Elfter Artikel. Die Stärke ist eine Kardinaltugend.
a) Dies scheint nicht. Denn: I. Der Zorn ist mit der Stärke verwandt; ist aber keine Hauptleidenschaft und ebensowenig die Kühnheit. Also. II. Die Tugend hat hauptsächlich Beziehung zum Guten. Die Stärke aber hat keine direkte Beziehung zum Guten, sondern vielmehr zum Übel: zu Gefahren und Arbeiten. Also. III. Die Kardinaltugend beschäftigt sich mit den Hauptverhältnissen menschlichen Lebens, wie etwa die Thüre sich in den Angeln bewegt und so kraft dieser ihren Bestand hat. Todesgefahren aber, wie sie doch die Stärke berücksichtigt, sind selten im menschlichen Leben. Also ist die Stärke keine Kardinaltugend. Auf der anderen Seite zählen Gregor (22. moral. 1.), Ambrosius zu Luk. 6. und Augustin (de morib. EccI. 15.) die Stärke zu den Kardinaltugenden.
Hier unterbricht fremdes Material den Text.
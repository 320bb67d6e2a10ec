//! Corpus import.
//!
//! # Responsibility
//! - Load the checked-out corpus revision into a fresh import epoch,
//!   replacing the untouched remains of the outgoing one.
//!
//! # Invariants
//! - Import writes nothing unless every corpus file parses and the store
//!   carries no unexported citizen changes.
//! - All store writes run in one exclusive transaction; a failure anywhere
//!   leaves the store byte-identical.

use crate::document::mentions::{extract_mentions, Mention};
use crate::document::tree::XmlTree;
use crate::model::actor::{Actor, Role};
use crate::model::audit::LogKind;
use crate::model::entity::{LetterPayload, PersonAliasPayload, VersionPayload};
use crate::repo::version_repo::VersionStore;
use crate::repo::{log_repo, reference_repo};
use crate::sync::corpus::{self, PersonEntry, PlaceEntry};
use crate::sync::git::CorpusRepo;
use crate::sync::{SyncConfig, SyncError, SyncResult, SyncStage};
use log::{error, info};
use rusqlite::{Connection, TransactionBehavior};
use std::collections::BTreeMap;
use std::fs;
use std::path::Path;
use std::time::Instant;

/// What one import run did.
#[derive(Debug, Clone, PartialEq, Eq)]
pub struct ImportOutcome {
    pub epoch_id: i64,
    /// Corpus commit hash the epoch was created from.
    pub revision: String,
    pub letters: usize,
    pub persons: usize,
    pub organizations: usize,
    pub person_aliases: usize,
    pub places: usize,
    /// Never-touched latest rows purged from the outgoing epoch.
    pub removed_versions: usize,
}

/// Imports the checked-out corpus revision into a new epoch.
///
/// # Contract
/// - Requires the administrator role and a clean corpus working tree.
/// - Fails with `Precondition` before any write when unexported citizen
///   changes exist.
/// - On success exactly one epoch is current: the new one.
///
/// # Side effects
/// - Emits `corpus_import` logging events with duration and status.
pub fn import_corpus(
    conn: &mut Connection,
    config: &SyncConfig,
    actor: &Actor,
) -> SyncResult<ImportOutcome> {
    let started_at = Instant::now();
    info!(
        "event=corpus_import module=sync status=start corpus_dir={}",
        config.corpus_dir.display()
    );
    match run_import(conn, config, actor) {
        Ok(outcome) => {
            info!(
                "event=corpus_import module=sync status=ok duration_ms={} epoch_id={} revision={} letters={} persons={} organizations={} person_aliases={} places={} removed_versions={}",
                started_at.elapsed().as_millis(),
                outcome.epoch_id,
                outcome.revision,
                outcome.letters,
                outcome.persons,
                outcome.organizations,
                outcome.person_aliases,
                outcome.places,
                outcome.removed_versions,
            );
            Ok(outcome)
        }
        Err(err) => {
            error!(
                "event=corpus_import module=sync status=error duration_ms={} error={}",
                started_at.elapsed().as_millis(),
                err
            );
            Err(err)
        }
    }
}

struct ParsedLetter {
    letter_id: i64,
    document: String,
    mentions: Vec<Mention>,
}

fn run_import(
    conn: &mut Connection,
    config: &SyncConfig,
    actor: &Actor,
) -> SyncResult<ImportOutcome> {
    if !actor.can_administer() {
        return Err(SyncError::Forbidden {
            required: Role::Administrator,
        });
    }

    let repo = CorpusRepo::open(&config.corpus_dir)?;
    let corpus_root = repo.workdir()?.to_path_buf();
    if !repo.is_clean()? {
        return Err(SyncError::Precondition {
            stage: SyncStage::Import,
            message: "corpus working tree is not clean".to_string(),
        });
    }
    let revision = repo.head_revision()?;

    // Parse everything before touching the store; a bad file aborts with
    // zero writes.
    let persons = parse_person_file(&corpus_root, corpus::PERSONS_INDEX, false)?;
    let organizations = parse_person_file(&corpus_root, corpus::ORGANIZATIONS_INDEX, true)?;
    let places = parse_place_file(&corpus_root)?;
    let letters = read_letter_files(&corpus_root)?;

    let tx = conn.transaction_with_behavior(TransactionBehavior::Exclusive)?;
    let store = VersionStore::try_new(&tx)?;

    if store.count_uncommitted_changes()? > 0 {
        return Err(SyncError::Precondition {
            stage: SyncStage::Import,
            message: "store carries citizen changes that were never exported".to_string(),
        });
    }

    let import_log_id = log_repo::append_log(&tx, LogKind::Import, actor, Some(&revision))?;

    // The corpus carries no alias ids; carry them over from the outgoing
    // epoch by (person, name) so alias history lines up across imports.
    let mut alias_ids: BTreeMap<(i64, String), i64> = BTreeMap::new();
    if let Some(outgoing) = store.current_epoch()? {
        for identity in store.person_alias_identity(outgoing.epoch_id)? {
            alias_ids.insert((identity.person_id, identity.name), identity.alias_id);
        }
    }

    let epoch = store.begin_epoch(&revision, import_log_id)?;
    let removed_versions = store.remove_nontouched_latest(epoch.epoch_id)?;
    reference_repo::clear_all_references(&tx)?;

    for entry in persons.iter().chain(&organizations) {
        store.import_versioned(
            entry.id,
            &VersionPayload::Person(entry.payload.clone()),
            epoch.epoch_id,
            import_log_id,
        )?;
    }

    let mut person_aliases = 0usize;
    for entry in persons.iter().chain(&organizations) {
        for alias in &entry.aliases {
            let key = (entry.id, alias.clone());
            let alias_id = match alias_ids.get(&key) {
                Some(alias_id) => *alias_id,
                None => {
                    tx.execute("INSERT INTO person_aliases DEFAULT VALUES;", [])?;
                    let fresh = tx.last_insert_rowid();
                    alias_ids.insert(key, fresh);
                    fresh
                }
            };
            store.import_versioned(
                alias_id,
                &VersionPayload::PersonAlias(PersonAliasPayload {
                    person_id: entry.id,
                    name: alias.clone(),
                }),
                epoch.epoch_id,
                import_log_id,
            )?;
            person_aliases += 1;
        }
    }

    for entry in &places {
        store.import_versioned(
            entry.id,
            &VersionPayload::Place(entry.payload.clone()),
            epoch.epoch_id,
            import_log_id,
        )?;
    }

    for letter in &letters {
        store.import_versioned(
            letter.letter_id,
            &VersionPayload::Letter(LetterPayload {
                document: letter.document.clone(),
                actions: Vec::new(),
            }),
            epoch.epoch_id,
            import_log_id,
        )?;
        reference_repo::replace_letter_references(&tx, letter.letter_id, &letter.mentions)?;
    }

    reference_repo::update_all_link_counts(&tx)?;
    store.resequence_entity_ids()?;

    let outcome = ImportOutcome {
        epoch_id: epoch.epoch_id,
        revision,
        letters: letters.len(),
        persons: persons.len(),
        organizations: organizations.len(),
        person_aliases,
        places: places.len(),
        removed_versions,
    };
    tx.commit()?;
    Ok(outcome)
}

fn parse_person_file(
    corpus_root: &Path,
    file: &str,
    organizations: bool,
) -> SyncResult<Vec<PersonEntry>> {
    let input = read_corpus_file(corpus_root, file)?;
    corpus::parse_person_index(&input, organizations).map_err(|err| SyncError::Corpus {
        file: file.to_string(),
        message: err.to_string(),
    })
}

fn parse_place_file(corpus_root: &Path) -> SyncResult<Vec<PlaceEntry>> {
    let input = read_corpus_file(corpus_root, corpus::LOCALITIES_INDEX)?;
    corpus::parse_place_index(&input).map_err(|err| SyncError::Corpus {
        file: corpus::LOCALITIES_INDEX.to_string(),
        message: err.to_string(),
    })
}

fn read_corpus_file(corpus_root: &Path, file: &str) -> SyncResult<String> {
    fs::read_to_string(corpus_root.join(file)).map_err(|err| SyncError::Corpus {
        file: file.to_string(),
        message: err.to_string(),
    })
}

fn read_letter_files(corpus_root: &Path) -> SyncResult<Vec<ParsedLetter>> {
    let dir = corpus_root.join(corpus::LETTERS_DIR);
    if !dir.is_dir() {
        return Err(SyncError::Corpus {
            file: corpus::LETTERS_DIR.to_string(),
            message: "letters directory is missing".to_string(),
        });
    }

    let mut letters = Vec::new();
    for entry in fs::read_dir(&dir)? {
        let path = entry?.path();
        if path.extension().and_then(|extension| extension.to_str()) != Some("xml") {
            continue;
        }
        let Some(stem) = path.file_stem().and_then(|stem| stem.to_str()) else {
            return Err(SyncError::Corpus {
                file: path.display().to_string(),
                message: "letter file name is not valid UTF-8".to_string(),
            });
        };
        let file = format!("{}/{stem}.xml", corpus::LETTERS_DIR);
        let letter_id = stem
            .parse::<i64>()
            .ok()
            .filter(|id| *id > 0)
            .ok_or_else(|| SyncError::Corpus {
                file: file.clone(),
                message: "letter file name is not a numeric id".to_string(),
            })?;
        let input = fs::read_to_string(&path)?;
        let tree = XmlTree::parse(&input).map_err(|err| SyncError::Corpus {
            file: file.clone(),
            message: err.to_string(),
        })?;
        letters.push(ParsedLetter {
            letter_id,
            document: tree.serialize(),
            mentions: extract_mentions(&tree),
        });
    }
    letters.sort_by_key(|letter| letter.letter_id);
    Ok(letters)
}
b) Ich antworte, Kardinal- oder Haupttugenden werden jene Tugenden genannt, welchen in erster Linie und vorzugsweise das zukommt, was gemeinhin den Tugenden zueignet. Unter den übrigen Haupterfordernissen nun dazu, daß etwas Tugend sei, ist eine die, daß man „mit Festigkeit wirke.“ (2 Ethic. 4.) Das Lob der Festigkeit aber eignet sich in hervorragender Weise die Stärke zu; denn um so mehr wird jemand gelobt, daß er fest gestanden habe, je stärker der Antrieb war um zu fallen oder zurückzuweichen. Und da den Menschen das ergötzende Gut und das betrübende Übel am meisten antreibt, vom Vernunftgemäßen abzugehen; da ferner mehr dazu antreibt der Schmerz des Leibes wie das Ergötzen, „denn es giebt niemanden, der nicht in höherem Grade den Schmerz flieht wie das Vergnügen begehrt, wie wir sehen, daß selbst die wildesten Tiere durch den Schmerz von den höchsten Lüsten abgeschreckt werden“ (Aug. 83. Qq. 36.); und da endlich unter den Seelen- und Körperschmerzen am meisten gefürchtet werden jene, die zum Tode führen; — so ist die Stärke, welche gegen Todesgefahren festigt, eine Haupt- oder Kardinaltugend.
c) I. Kühnheit und Zorn helfen in nichts zur Hauptthätigkeit der Stärke: dem Ertragen. Denn durch diese Thätigkeit zügelt der starke die Furcht, die da eine Hauptleidenschaft ist. II. Die Tugend hat Beziehung zum vernunftgemäßen Guten, was man behüten muß gegen die antreibende Gewalt der Übel. Die Stärke aber will widerstehen den körperlichen Übeln, wie dem ihr Entgegengesetzten, das vernunftgemäße Gute will sie behüten, wie den Zweck. III. Wirkliche Todesgefahren drohen wohl selten. Die Gelegenheiten aber zu diesen Gefahren kommen häufig vor; wenn nämlich dem Menschen tödliche Gegner erstehen wegen der Gerechtigkeit, welcher er folgt, und wegen manch' anderem Guten, was er thut.